The wrong fence on the right property is one of the most common errors in New England residential landscape. The privacy fence around the front yard. The vinyl picket at the farmhouse. The ornamental metal fence at the cottage. Each of these is a material in the wrong place, signaling something about the property that the property itself contradicts. The fence type and the fence material are not separate decisions. They are one decision.
The white picket fence is the most iconographic wood fence in New England — vertical boards with shaped tops, spaced to show through, set between posts with a horizontal rail at top and bottom. The post-and-rail fence — two or three round rails through mortised posts, no boards between — defines the pastoral New England landscape. The board fence — solid vertical boards tight together or with a small gap — is the privacy fence of the kitchen garden and the back yard.
Picket fences: clear white pine or cedar pickets, 3-1/2" wide, 3/4" thick, with a dog-ear, gothic, or flat top. Rails are 2x4 clear pine or cedar. Posts are 4x4 all-heart cedar or pressure-treated, set 6 to 8 feet on center. Post-and-rail fences: round northern white cedar rails, 8 to 10 feet long, mortised through round cedar posts 8 feet on center. Board fences: rough-sawn hemlock or cedar boards, 1x6 or 1x8, set with a 1/4" gap or tight depending on application.
Wood fencing requires maintenance on a cycle. Painted picket fences need repainting every five to seven years. Unpainted cedar and hemlock board fences weather to grey without maintenance requirement but will eventually check and lose integrity at fastener points. Post-and-rail cedar fences are essentially maintenance-free — the cedar weathers and the rails are replaceable individually as they fail. All wood fencing fails at the post first if posts are incorrectly set.
Vinyl fencing approximates wood fencing visually but reads differently in person — the surface has no grain, the profiles are slightly soft at the edges, and the material expands and contracts visibly in temperature changes. On a traditional New England property, wood fencing is correct. The material is part of what the fence communicates about the property it belongs to.

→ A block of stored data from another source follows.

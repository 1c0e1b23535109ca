use std::io::{Read, Write};
use std::net::{Shutdown, SocketAddr, TcpStream, ToSocketAddrs};
use std::time::Duration;

use crate::address::StreamAddress;
use crate::error::{ParseErrorKind, Result, RtspError};
use crate::transport::{Connection, Connector};

/// Default receive buffer size in bytes. A response that fills it is
/// rejected rather than truncated.
pub const DEFAULT_BUFFER_SIZE: usize = 5000;

const DEFAULT_TIMEOUT: Duration = Duration::from_secs(10);

/// Socket-level settings for the control connection.
#[derive(Debug, Clone)]
pub struct TransportConfig {
    /// Deadline for the TCP connect. `None` blocks until the OS gives up.
    pub connect_timeout: Option<Duration>,
    /// Deadline for each response read.
    pub read_timeout: Option<Duration>,
    /// Deadline for each request write.
    pub write_timeout: Option<Duration>,
    /// Maximum size of a single response, in bytes.
    pub buffer_size: usize,
}

impl Default for TransportConfig {
    fn default() -> Self {
        Self {
            connect_timeout: Some(DEFAULT_TIMEOUT),
            read_timeout: Some(DEFAULT_TIMEOUT),
            write_timeout: Some(DEFAULT_TIMEOUT),
            buffer_size: DEFAULT_BUFFER_SIZE,
        }
    }
}

/// Opens blocking TCP control connections.
#[derive(Debug, Clone, Default)]
pub struct TcpConnector {
    config: TransportConfig,
}

impl TcpConnector {
    pub fn new(config: TransportConfig) -> Self {
        Self { config }
    }

    fn resolve(address: &StreamAddress) -> Result<Vec<SocketAddr>> {
        let host = address.host();
        let resolved: Vec<SocketAddr> = (host, address.port())
            .to_socket_addrs()
            .map_err(|source| RtspError::Resolve {
                host: host.to_string(),
                source,
            })?
            .collect();

        if resolved.is_empty() {
            return Err(RtspError::Resolve {
                host: host.to_string(),
                source: std::io::Error::new(
                    std::io::ErrorKind::NotFound,
                    "no addresses found for host",
                ),
            });
        }
        Ok(resolved)
    }

    fn connect_addr(&self, addr: &SocketAddr) -> std::io::Result<TcpStream> {
        match self.config.connect_timeout {
            Some(timeout) => TcpStream::connect_timeout(addr, timeout),
            None => TcpStream::connect(addr),
        }
    }
}

impl Connector for TcpConnector {
    type Connection = TcpConnection;

    fn connect(&self, address: &StreamAddress) -> Result<TcpConnection> {
        let mut last_err = None;

        for addr in Self::resolve(address)? {
            match self.connect_addr(&addr) {
                Ok(stream) => {
                    stream.set_read_timeout(self.config.read_timeout)?;
                    stream.set_write_timeout(self.config.write_timeout)?;
                    tracing::debug!(%addr, local = ?stream.local_addr().ok(), "control connection open");
                    return Ok(TcpConnection {
                        stream: Some(stream),
                        peer_addr: addr,
                        buffer_size: self.config.buffer_size,
                    });
                }
                Err(e) => {
                    tracing::debug!(%addr, error = %e, "connect attempt failed");
                    last_err = Some(e);
                }
            }
        }

        Err(RtspError::Io(last_err.unwrap_or_else(|| {
            std::io::Error::new(std::io::ErrorKind::NotConnected, "no address to connect to")
        })))
    }
}

/// A blocking RTSP control connection over TCP.
pub struct TcpConnection {
    stream: Option<TcpStream>,
    peer_addr: SocketAddr,
    buffer_size: usize,
}

impl TcpConnection {
    pub fn peer_addr(&self) -> SocketAddr {
        self.peer_addr
    }

    fn stream(&mut self) -> Result<&mut TcpStream> {
        self.stream.as_mut().ok_or_else(|| {
            RtspError::Io(std::io::Error::new(
                std::io::ErrorKind::NotConnected,
                "connection already closed",
            ))
        })
    }

    /// Read one response into a bounded buffer.
    ///
    /// Reads until the header block is terminated and any `Content-Length`
    /// body has arrived, or the peer closes. Filling the buffer is an error.
    fn read_response(&mut self) -> Result<String> {
        let capacity = self.buffer_size;
        let mut buf = vec![0u8; capacity];
        let mut filled = 0;

        let stream = self.stream()?;
        loop {
            let n = stream.read(&mut buf[filled..])?;
            if n == 0 {
                if filled == 0 {
                    return Err(RtspError::Io(std::io::Error::new(
                        std::io::ErrorKind::UnexpectedEof,
                        "connection closed by server",
                    )));
                }
                break;
            }
            filled += n;
            if filled == capacity {
                return Err(RtspError::parse(ParseErrorKind::ResponseTooLarge {
                    capacity,
                }));
            }
            if message_complete(&buf[..filled]) {
                break;
            }
        }

        Ok(latin1(&buf[..filled]))
    }
}

impl Connection for TcpConnection {
    fn local_port(&self) -> Result<u16> {
        let stream = self.stream.as_ref().ok_or_else(|| {
            RtspError::Io(std::io::Error::new(
                std::io::ErrorKind::NotConnected,
                "connection already closed",
            ))
        })?;
        Ok(stream.local_addr()?.port())
    }

    fn send(&mut self, request: &str) -> Result<String> {
        let stream = self.stream()?;
        stream.write_all(request.as_bytes())?;
        stream.flush()?;
        self.read_response()
    }

    fn close(&mut self) {
        if let Some(stream) = self.stream.take() {
            if let Err(e) = stream.shutdown(Shutdown::Both) {
                tracing::trace!(peer = %self.peer_addr, error = %e, "shutdown on close");
            }
            tracing::debug!(peer = %self.peer_addr, "control connection closed");
        }
    }
}

/// Whether `data` holds a full response: headers terminated by a blank line
/// plus `Content-Length` bytes of body.
fn message_complete(data: &[u8]) -> bool {
    let Some(header_end) = data.windows(4).position(|w| w == b"\r\n\r\n") else {
        return false;
    };
    let body_start = header_end + 4;
    let head = latin1(&data[..header_end]);

    let content_length = head
        .lines()
        .filter_map(|line| line.split_once(':'))
        .find(|(name, _)| name.trim().eq_ignore_ascii_case("Content-Length"))
        .and_then(|(_, value)| value.trim().parse::<usize>().ok())
        .unwrap_or(0);

    data.len() - body_start >= content_length
}

/// Decode bytes as ISO-8859-1; every byte maps to the same code point.
fn latin1(bytes: &[u8]) -> String {
    bytes.iter().map(|&b| b as char).collect()
}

From lumber yards (for picket and board fence material) and from cedar fence suppliers (for post-and-rail systems). Post-and-rail cedar fence is available as a system from farm supply stores and cedar fence specialists throughout New England. Specify species and grade for each component.
Clear white pine or cedar for painted picket fences; northern white cedar post-and-rail for pastoral and agricultural settings; rough-sawn hemlock or cedar for board fencing. All-heart cedar or black locust posts, set in compacted crushed stone. No vinyl. No composite. The material is part of what the fence says about the property.